About this task: Report all lines of the data below that hold the word "field".

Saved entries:
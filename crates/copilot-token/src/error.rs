//! Error types for token management

/// Errors from obtaining an upstream token.
#[derive(Debug, thiserror::Error)]
pub enum Error {
    #[error(transparent)]
    Exchange(#[from] copilot_auth::Error),

    #[error("unusable upstream token: {0}")]
    InvalidToken(String),
}

/// Result alias for token operations.
pub type Result<T> = std::result::Result<T, Error>;
//! Copilot API proxy
//!
//! Single-binary service that:
//! 1. Obtains a GitHub token (environment, token file, or device authorization)
//! 2. Trades it for a short-lived Copilot token and keeps that token fresh
//! 3. Listens for OpenAI-style requests
//! 4. Proxies them to the Copilot API with the current token injected,
//!    streaming responses back as they arrive

mod config;
mod error;
mod forward;
mod metrics;
mod relay;
mod server;
#[cfg(test)]
mod testing;

use std::path::PathBuf;
use std::sync::Arc;
use std::time::Duration;

use anyhow::{Context, Result};
use clap::{Parser, Subcommand};
use common::Secret;
use copilot_auth::{CredentialFile, DeviceFlow, TokenExchanger};
use copilot_token::TokenManager;
use tokio::net::TcpListener;
use tokio_util::sync::CancellationToken;
use tracing::{error, info, warn};
use tracing_subscriber::EnvFilter;
use tracing_subscriber::{layer::SubscriberExt, util::SubscriberInitExt};

use crate::config::Config;
use crate::forward::Forwarder;
use crate::server::{AppState, ServerStats, build_router};

/// How long in-flight requests may take to finish after a shutdown signal.
const DRAIN_TIMEOUT: Duration = Duration::from_secs(5);

/// Reverse proxy for the GitHub Copilot chat API
#[derive(Parser, Debug)]
#[command(name = "copilot-api-proxy")]
#[command(version, about, long_about = None)]
struct Cli {
    /// Config file (default: $CONFIG_PATH, then ./copilot-api-proxy.toml)
    #[arg(long, global = true)]
    config: Option<PathBuf>,

    #[command(subcommand)]
    command: Option<Command>,
}

#[derive(Subcommand, Debug, PartialEq, Eq)]
enum Command {
    /// Authorize with GitHub, save the token and print a Copilot token
    Auth,
    /// Run the proxy server (default)
    Server,
}

#[tokio::main]
async fn main() -> Result<()> {
    tracing_subscriber::registry()
        .with(
            EnvFilter::try_from_env("LOG_LEVEL")
                .or_else(|_| EnvFilter::try_from_default_env())
                .unwrap_or_else(|_| EnvFilter::new("info")),
        )
        .with(tracing_subscriber::fmt::layer().json())
        .init();

    let cli = Cli::parse();

    let config_path = Config::resolve_path(cli.config.as_deref());
    let config = Config::load(config_path.as_deref()).with_context(|| match &config_path {
        Some(path) => format!("failed to load config from {}", path.display()),
        None => "failed to load configuration".to_string(),
    })?;

    match cli.command.unwrap_or(Command::Server) {
        Command::Auth => run_auth(config).await,
        Command::Server => run_server(config).await,
    }
}

/// `auth` command: device flow, persist, one exchange, print the token.
async fn run_auth(config: Config) -> Result<()> {
    let client = reqwest::Client::new();
    let credential = device_login(&client).await?;

    let file = config
        .credential_file()
        .context("no location for the GitHub token; set auth.token_file")?;
    file.save(&credential)
        .await
        .with_context(|| format!("failed to save GitHub token to {}", file.path().display()))?;

    let exchanger = TokenExchanger::with_url(client, &config.auth.exchange_url);
    let response = exchanger
        .exchange(credential.expose())
        .await
        .context("failed to exchange GitHub token for a Copilot token")?;

    println!("{}", response.token);
    Ok(())
}

async fn run_server(config: Config) -> Result<()> {
    info!("starting copilot-api-proxy");
    let prometheus_handle = metrics::install_recorder();

    info!(
        listen_addr = %config.proxy.listen_addr,
        upstream_url = %config.proxy.upstream_url,
        timeout_secs = config.proxy.timeout_secs,
        "configuration loaded"
    );

    let client = reqwest::Client::new();
    let file = config.credential_file();

    let credential = match resolve_credential(config.github_token.clone(), file.as_ref()).await? {
        Some(credential) => credential,
        None => {
            info!("no GitHub token found, starting device authorization");
            let credential = device_login(&client).await?;
            match &file {
                Some(file) => file.save(&credential).await.with_context(|| {
                    format!("failed to save GitHub token to {}", file.path().display())
                })?,
                None => warn!("no token file location, GitHub token will not be persisted"),
            }
            credential
        }
    };

    let exchanger = TokenExchanger::with_url(client.clone(), &config.auth.exchange_url);
    let tokens = Arc::new(
        TokenManager::start(credential, Arc::new(exchanger))
            .await
            .context("initial Copilot token exchange failed")?,
    );

    let forwarder = Forwarder::new(
        client,
        &config.proxy.upstream_url,
        tokens.clone(),
        Duration::from_secs(config.proxy.timeout_secs),
    )?;

    let app = build_router(AppState {
        forwarder: Arc::new(forwarder),
        stats: ServerStats::new(),
        prometheus: prometheus_handle,
        max_body_bytes: config.proxy.max_body_bytes,
    });

    let listen_addr = config.proxy.listen_addr;
    let listener = TcpListener::bind(listen_addr)
        .await
        .with_context(|| format!("failed to bind to {listen_addr}"))?;
    info!(addr = %listen_addr, "accepting requests");

    // The drain timer starts at signal receipt, not at server start
    let (shutdown_tx, shutdown_rx) = tokio::sync::oneshot::channel::<()>();
    let server_handle = tokio::spawn(async move {
        axum::serve(listener, app)
            .with_graceful_shutdown(async {
                let _ = shutdown_rx.await;
            })
            .await
    });

    shutdown_signal().await;
    let _ = shutdown_tx.send(());

    match tokio::time::timeout(DRAIN_TIMEOUT, server_handle).await {
        Ok(Ok(Ok(()))) => info!("all in-flight requests drained"),
        Ok(Ok(Err(e))) => error!(error = %e, "server error during shutdown"),
        Ok(Err(e)) => error!(error = %e, "server task panicked"),
        Err(_) => warn!(
            drain_timeout_secs = DRAIN_TIMEOUT.as_secs(),
            "drain timeout exceeded, forcing shutdown"
        ),
    }

    tokens.close().await;
    info!("shutdown complete");
    Ok(())
}

/// GitHub token from the environment, else from the token file.
async fn resolve_credential(
    from_env: Option<Secret<String>>,
    file: Option<&CredentialFile>,
) -> Result<Option<Secret<String>>> {
    if let Some(credential) = from_env {
        info!("using GitHub token from GITHUB_TOKEN");
        return Ok(Some(credential));
    }
    let Some(file) = file else {
        return Ok(None);
    };
    let stored = file
        .load()
        .await
        .with_context(|| format!("failed to read GitHub token from {}", file.path().display()))?;
    if stored.is_some() {
        info!(path = %file.path().display(), "using stored GitHub token");
    }
    Ok(stored)
}

/// Interactive device authorization. Ctrl+C or SIGTERM abandons the wait.
async fn device_login(client: &reqwest::Client) -> Result<Secret<String>> {
    let flow = DeviceFlow::new(client.clone());
    let cancel = CancellationToken::new();
    let watcher = tokio::spawn({
        let cancel = cancel.clone();
        async move {
            shutdown_signal().await;
            cancel.cancel();
        }
    });

    let result = async {
        let session = flow
            .request_code(&cancel)
            .await
            .context("failed to start GitHub device authorization")?;
        println!(
            "Please enter the code {} in {}",
            session.user_code, session.verification_uri
        );
        flow.poll_for_token(&session, &cancel)
            .await
            .context("GitHub device authorization did not complete")
    }
    .await;

    watcher.abort();
    result
}

/// Wait for SIGTERM or SIGINT for graceful shutdown.
async fn shutdown_signal() {
    let ctrl_c = async {
        tokio::signal::ctrl_c()
            .await
            .expect("failed to install Ctrl+C handler");
    };

    #[cfg(unix)]
    let terminate = async {
        tokio::signal::unix::signal(tokio::signal::unix::SignalKind::terminate())
            .expect("failed to install SIGTERM handler")
            .recv()
            .await;
    };

    #[cfg(not(unix))]
    let terminate = std::future::pending::<()>();

    tokio::select! {
        _ = ctrl_c => info!("received SIGINT, shutting down"),
        _ = terminate => info!("received SIGTERM, shutting down"),
    }
}
//! Configuration types and loading
//!
//! Precedence: CLI args > env vars > config file > defaults. The config file
//! is optional; every field has a default. The GitHub token is never read
//! from the TOML itself: it comes from `GITHUB_TOKEN` or the token file.

use common::Secret;
use copilot_auth::{COPILOT_API_HOST, CredentialFile, TOKEN_EXCHANGE_URL};
use serde::Deserialize;
use std::net::SocketAddr;
use std::path::{Path, PathBuf};

/// Config file looked up in the working directory when none is named.
pub const DEFAULT_CONFIG_FILE: &str = "copilot-api-proxy.toml";

/// Root configuration
#[derive(Debug, Default, Deserialize)]
pub struct Config {
    #[serde(default)]
    pub proxy: ProxyConfig,
    #[serde(default)]
    pub auth: AuthConfig,
    /// Credential supplied through `GITHUB_TOKEN`
    #[serde(skip)]
    pub github_token: Option<Secret<String>>,
}

/// HTTP proxy settings
#[derive(Debug, Deserialize)]
pub struct ProxyConfig {
    #[serde(default = "default_listen_addr")]
    pub listen_addr: SocketAddr,
    #[serde(default = "default_upstream_url")]
    pub upstream_url: String,
    #[serde(default = "default_timeout")]
    pub timeout_secs: u64,
    #[serde(default = "default_max_body_bytes")]
    pub max_body_bytes: usize,
}

/// GitHub credential settings
#[derive(Debug, Deserialize)]
pub struct AuthConfig {
    /// Where the GitHub token is persisted. Defaults to the local data dir.
    #[serde(default)]
    pub token_file: Option<PathBuf>,
    #[serde(default = "default_exchange_url")]
    pub exchange_url: String,
}

impl Default for ProxyConfig {
    fn default() -> Self {
        Self {
            listen_addr: default_listen_addr(),
            upstream_url: default_upstream_url(),
            timeout_secs: default_timeout(),
            max_body_bytes: default_max_body_bytes(),
        }
    }
}

impl Default for AuthConfig {
    fn default() -> Self {
        Self {
            token_file: None,
            exchange_url: default_exchange_url(),
        }
    }
}

fn default_listen_addr() -> SocketAddr {
    SocketAddr::from(([0, 0, 0, 0], 8080))
}

fn default_upstream_url() -> String {
    format!("https://{COPILOT_API_HOST}")
}

fn default_timeout() -> u64 {
    30
}

fn default_max_body_bytes() -> usize {
    10 * 1024 * 1024
}

fn default_exchange_url() -> String {
    TOKEN_EXCHANGE_URL.to_string()
}

impl Config {
    /// Load configuration, then overlay environment variables.
    ///
    /// `path` is a file the user asked for explicitly and must exist. With
    /// `None`, `DEFAULT_CONFIG_FILE` is used if present, else defaults.
    pub fn load(path: Option<&Path>) -> common::Result<Self> {
        let mut config = match path {
            Some(path) => Self::from_file(path)?,
            None => match std::fs::read_to_string(DEFAULT_CONFIG_FILE) {
                Ok(contents) => toml::from_str(&contents)?,
                Err(e) if e.kind() == std::io::ErrorKind::NotFound => Config::default(),
                Err(e) => return Err(e.into()),
            },
        };

        config.apply_env()?;
        config.validate()?;
        Ok(config)
    }

    fn from_file(path: &Path) -> common::Result<Self> {
        let contents = std::fs::read_to_string(path)?;
        Ok(toml::from_str(&contents)?)
    }

    fn apply_env(&mut self) -> common::Result<()> {
        if let Ok(port) = std::env::var("PROXY_PORT")
            && !port.trim().is_empty()
        {
            let port: u16 = port.trim().parse().map_err(|e| common::Error::Env {
                name: "PROXY_PORT",
                reason: format!("{port:?} is not a port number: {e}"),
            })?;
            self.proxy.listen_addr.set_port(port);
        }

        if let Ok(token) = std::env::var("GITHUB_TOKEN") {
            self.github_token = Secret::from_trimmed(&token);
        }

        if let Some(path) = self.auth.token_file.take() {
            self.auth.token_file = Some(expand_home(path));
        }

        Ok(())
    }

    fn validate(&self) -> common::Result<()> {
        for (field, url) in [
            ("proxy.upstream_url", &self.proxy.upstream_url),
            ("auth.exchange_url", &self.auth.exchange_url),
        ] {
            if !url.starts_with("http://") && !url.starts_with("https://") {
                return Err(common::Error::Config(format!(
                    "{field} must start with http:// or https://, got: {url}"
                )));
            }
        }

        if self.proxy.timeout_secs == 0 {
            return Err(common::Error::Config(
                "timeout_secs must be greater than 0".into(),
            ));
        }

        if self.proxy.max_body_bytes == 0 {
            return Err(common::Error::Config(
                "max_body_bytes must be greater than 0".into(),
            ));
        }

        Ok(())
    }

    /// Config file named by the CLI, else by `CONFIG_PATH`.
    pub fn resolve_path(cli_path: Option<&Path>) -> Option<PathBuf> {
        if let Some(p) = cli_path {
            return Some(p.to_path_buf());
        }
        std::env::var_os("CONFIG_PATH").map(PathBuf::from)
    }

    /// Where the GitHub token is read from and saved to.
    pub fn credential_file(&self) -> Option<CredentialFile> {
        self.auth
            .token_file
            .clone()
            .or_else(CredentialFile::default_path)
            .map(CredentialFile::new)
    }
}

fn expand_home(path: PathBuf) -> PathBuf {
    let Some(home) = dirs::home_dir() else {
        return path;
    };
    match path.strip_prefix("~") {
        Ok(rest) => home.join(rest),
        Err(_) => path.clone(),
    }
}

Exercise response:
//! is optional; every field has a default. The GitHub token is never read
        for (field, url) in [
                    "{field} must start with http:// or https://, got: {url}"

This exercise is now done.